# "Why isn't he curly" RANT



## confetti (Apr 5, 2015)

Artoo is seven months old and does not have corkscrew curls. He never will and I'm fine with that. I made the choice to get him instead of finding a reputable breeder. My decision to get him was hastily made and we do things like that when we're smitten.
ANYWAYS, I get asked all the time "Why doesn't he have a curly coat?" and told "He doesn't look like a poodle." I find both remarks to be extremely rude. I know that he is a poodle and understand that smaller poodles are less likely to have corkscrew curls, especially when they weren't bred by a professional.
To make his coat situation even more confusing for people, I blow dry him so his coat never dries naturally. 
The pro to this rant is that he'll always look like a puppy. The con is that rude people will always exist. 
I've included a picture of him when he got wet and I didn't dry him as well as a picture of what his coat usually looks like. 
End rant. Thanks for reading! :aetsch:


----------



## twyla (Apr 28, 2010)

Artoo is a puppy and still needs to go through a coat change so he might get curlier, he has such puppy hair, even if he doesn't he still is a poodle. 

My current toy poodles I have one that has a completely proper harsh curly coat, Beatrice, one that has tight loose curls Flower and Pia has a thick soft wavy coat, and I still get asked what kind of dog they are. Most people around here have limited knowledge when comes to poodles because there aren't any.

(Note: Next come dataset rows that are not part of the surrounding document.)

//! JWT utilities for token generation and validation
//!
//! Token creation and validation using HS256. Access tokens are
//! short-lived (24 hours), refresh tokens long-lived (30 days). Both
//! classes are signed with the same secret but carry a `token_type`
//! claim, so one class can never be verified as the other.

use chrono::{Duration, Utc};
use jsonwebtoken::{DecodingKey, EncodingKey, Header, Validation, decode, encode};
use serde::{Deserialize, Serialize};
use uuid::Uuid;

/// Default access token expiration time (24 hours)
const ACCESS_TOKEN_EXPIRATION_HOURS: i64 = 24;

/// Default refresh token expiration time (30 days)
const REFRESH_TOKEN_EXPIRATION_DAYS: i64 = 30;

/// JWT configuration
#[derive(Clone)]
pub struct JwtConfig {
    /// Secret key for signing tokens
    pub secret: String,
    /// Access token expiration in hours
    pub access_token_expiration_hours: i64,
    /// Refresh token expiration in days
    pub refresh_token_expiration_days: i64,
    /// Token issuer
    pub issuer: String,
}

impl JwtConfig {
    /// Create a new JWT configuration
    pub fn new(secret: impl Into<String>) -> Self {
        Self {
            secret: secret.into(),
            access_token_expiration_hours: ACCESS_TOKEN_EXPIRATION_HOURS,
            refresh_token_expiration_days: REFRESH_TOKEN_EXPIRATION_DAYS,
            issuer: "studyportal".to_string(),
        }
    }

    /// Apply optional environment overrides for expirations and issuer.
    /// The secret always comes from the caller, not from here.
    pub fn with_env_overrides(mut self) -> Self {
        if let Some(hours) = std::env::var("JWT_ACCESS_EXPIRATION_HOURS")
            .ok()
            .and_then(|v| v.parse().ok())
        {
            self.access_token_expiration_hours = hours;
        }

        if let Some(days) = std::env::var("JWT_REFRESH_EXPIRATION_DAYS")
            .ok()
            .and_then(|v| v.parse().ok())
        {
            self.refresh_token_expiration_days = days;
        }

        if let Ok(issuer) = std::env::var("JWT_ISSUER") {
            self.issuer = issuer;
        }

        self
    }

    /// Set access token expiration
    pub fn access_token_expiration(mut self, hours: i64) -> Self {
        self.access_token_expiration_hours = hours;
        self
    }

    /// Set refresh token expiration
    pub fn refresh_token_expiration(mut self, days: i64) -> Self {
        self.refresh_token_expiration_days = days;
        self
    }
}

/// JWT errors
#[derive(Debug, thiserror::Error)]
pub enum JwtError {
    #[error("Token encoding failed: {0}")]
    EncodingError(String),

    #[error("Token decoding failed: {0}")]
    DecodingError(String),

    #[error("Token expired")]
    Expired,

    #[error("Invalid token")]
    InvalidToken,

    #[error("Invalid token type")]
    InvalidTokenType,
}

impl From<jsonwebtoken::errors::Error> for JwtError {
    fn from(err: jsonwebtoken::errors::Error) -> Self {
        use jsonwebtoken::errors::ErrorKind;

        match err.kind() {
            ErrorKind::ExpiredSignature => JwtError::Expired,
            ErrorKind::InvalidToken | ErrorKind::InvalidSignature | ErrorKind::InvalidAlgorithm => {
                JwtError::InvalidToken
            }
            _ => JwtError::DecodingError(err.to_string()),
        }
    }
}

/// Token type enum
#[derive(Debug, Clone, Copy, PartialEq, Eq, Serialize, Deserialize)]
#[serde(rename_all = "lowercase")]
pub enum TokenType {
    Access,
    Refresh,
}

/// JWT claims structure
#[derive(Debug, Serialize, Deserialize)]
pub struct Claims {
    /// Subject (numeric user ID)
    pub sub: String,
    /// Token type (access or refresh)
    pub token_type: TokenType,
    /// Issued at (Unix timestamp)
    pub iat: i64,
    /// Expiration time (Unix timestamp)
    pub exp: i64,
    /// Issuer
    pub iss: String,
    /// JWT ID (unique identifier for this token)
    pub jti: String,
}

impl Claims {
    /// Check if this is an access token
    pub fn is_access_token(&self) -> bool {
        self.token_type == TokenType::Access
    }

    /// Check if this is a refresh token
    pub fn is_refresh_token(&self) -> bool {
        self.token_type == TokenType::Refresh
    }

    /// Get user ID as i64
    pub fn user_id(&self) -> Result<i64, JwtError> {
        self.sub.parse().map_err(|_| JwtError::InvalidToken)
    }
}

/// JWT service for token operations
#[derive(Clone)]
pub struct JwtService {
    config: JwtConfig,
    encoding_key: EncodingKey,
    decoding_key: DecodingKey,
}

impl JwtService {
    /// Create a new JWT service
    pub fn new(config: JwtConfig) -> Self {
        let encoding_key = EncodingKey::from_secret(config.secret.as_bytes());
        let decoding_key = DecodingKey::from_secret(config.secret.as_bytes());

        Self {
            config,
            encoding_key,
            decoding_key,
        }
    }

    fn generate_token(
        &self,
        user_id: i64,
        token_type: TokenType,
        lifetime: Duration,
    ) -> Result<(String, i64), JwtError> {
        let now = Utc::now();
        let exp = now + lifetime;

        let claims = Claims {
            sub: user_id.to_string(),
            token_type,
            iat: now.timestamp(),
            exp: exp.timestamp(),
            iss: self.config.issuer.clone(),
            jti: Uuid::new_v4().to_string(),
        };

        let token = encode(&Header::default(), &claims, &self.encoding_key)
            .map_err(|e| JwtError::EncodingError(e.to_string()))?;

        Ok((token, exp.timestamp()))
    }

    /// Generate an access token (24 hours by default)
    pub fn generate_access_token(&self, user_id: i64) -> Result<(String, i64), JwtError> {
        self.generate_token(
            user_id,
            TokenType::Access,
            Duration::hours(self.config.access_token_expiration_hours),
        )
    }

    /// Generate a refresh token (30 days by default)
    pub fn generate_refresh_token(&self, user_id: i64) -> Result<(String, i64), JwtError> {
        self.generate_token(
            user_id,
            TokenType::Refresh,
            Duration::days(self.config.refresh_token_expiration_days),
        )
    }

    /// Validate and decode a token
    pub fn validate_token(&self, token: &str) -> Result<Claims, JwtError> {
        let mut validation = Validation::default();
        validation.set_issuer(&[&self.config.issuer]);
        // Strict expiration checking
        validation.leeway = 0;

        let token_data = decode::<Claims>(token, &self.decoding_key, &validation)?;

        Ok(token_data.claims)
    }

    /// Validate an access token specifically
    pub fn validate_access_token(&self, token: &str) -> Result<Claims, JwtError> {
        let claims = self.validate_token(token)?;

        if !claims.is_access_token() {
            return Err(JwtError::InvalidTokenType);
        }

        Ok(claims)
    }

    /// Validate a refresh token specifically
    pub fn validate_refresh_token(&self, token: &str) -> Result<Claims, JwtError> {
        let claims = self.validate_token(token)?;

        if !claims.is_refresh_token() {
            return Err(JwtError::InvalidTokenType);
        }

        Ok(claims)
    }
}
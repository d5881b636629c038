//! Database models
//!
//! Entity structs mapping to PostgreSQL tables. Wire-facing structs
//! serialize with camelCase field names to match the portal frontend.

use chrono::{DateTime, Utc};
use serde::{Deserialize, Serialize};
use sqlx::FromRow;

// ============================================================================
// User Model
// ============================================================================

/// User entity representing a registered student
#[derive(Debug, Clone, Serialize, Deserialize, FromRow)]
pub struct User {
    pub id: i64,
    pub name: String,
    pub email: String,
    #[serde(skip_serializing)]
    pub password_hash: String,
    /// The single currently-valid refresh token, if any. Overwritten on
    /// login, cleared on logout; exact equality against this value is
    /// what revokes stateless refresh tokens.
    #[serde(skip_serializing)]
    pub refresh_token: Option<String>,
    pub created_at: DateTime<Utc>,
}

// ============================================================================
// CheckIn Model
// ============================================================================

/// One attendance event; at most one per user per local calendar day
#[derive(Debug, Clone, Serialize, Deserialize, FromRow)]
#[serde(rename_all = "camelCase")]
pub struct CheckIn {
    pub id: i64,
    pub user_id: i64,
    pub check_in_date: DateTime<Utc>,
}

#[cfg(test)]
mod tests {
    use super::*;

    #[test]
    fn test_user_serialization_hides_secrets() {
        let user = User {
            id: 7,
            name: "Somchai".to_string(),
            email: "somchai@example.com".to_string(),
            password_hash: "$2b$10$abcdefghijklmnopqrstuv".to_string(),
            refresh_token: Some("eyJhbGciOiJIUzI1NiJ9.x.y".to_string()),
            created_at: Utc::now(),
        };

        let json = serde_json::to_string(&user).unwrap();
        assert!(json.contains("somchai@example.com"));
        assert!(!json.contains("password_hash"));
        assert!(!json.contains("$2b$10$"));
        assert!(!json.contains("refresh_token"));
        assert!(!json.contains("eyJhbGciOiJIUzI1NiJ9"));
    }

    #[test]
    fn test_check_in_serializes_camel_case() {
        let check_in = CheckIn {
            id: 1,
            user_id: 7,
            check_in_date: Utc::now(),
        };

        let json = serde_json::to_string(&check_in).unwrap();
        assert!(json.contains("\"userId\":7"));
        assert!(json.contains("\"checkInDate\""));
        assert!(!json.contains("user_id"));
    }

    #[test]
    fn test_check_in_deserializes_camel_case() {
        let json = r#"{
            "id": 3,
            "userId": 9,
            "checkInDate": "2026-08-28T09:30:00Z"
        }"#;

        let check_in: CheckIn = serde_json::from_str(json).unwrap();
        assert_eq!(check_in.id, 3);
        assert_eq!(check_in.user_id, 9);
    }
}
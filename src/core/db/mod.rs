//! Database module
//!
//! Connectivity, models, and repositories for persistent storage using
//! PostgreSQL and SQLx.

pub mod models;
pub mod pool;
pub mod repositories;

pub use models::{CheckIn, User};
pub use pool::{DbConfig, DbError, connect_with_retry, create_pool, health_check, run_migrations};
pub use repositories::{
    CheckInRepository, CheckInRepositoryError, UserRepository, UserRepositoryError,
};

pub use sqlx::PgPool;
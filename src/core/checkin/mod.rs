//! Daily check-in module
//!
//! REST endpoints over the check-in ledger: recording today's
//! attendance and reading the paginated history.

pub mod api;

pub use api::{CheckInApiState, checkin_api_router};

Some folks and clueless and just plain rude


----------



## MiniPoo (Mar 6, 2014)

I think the reaction Artoo is getting is for several reasons. He is still very much a puppy. He is a parti poodle and he does not have the obvious poodle clip. A lot of well bred poodles are mistaken for mixed breeds because of the way they are clipped.

I think a lot of poodles with multicolored coats are not recognized as a poodle. A lot of people expect poodles to be solid colors.

Time might give him a curly coat, but most people will probably never know right away he is a poodle. It is not necessarily rude. You could say it is ignorance. You might be happier if you just expect this reaction from most people.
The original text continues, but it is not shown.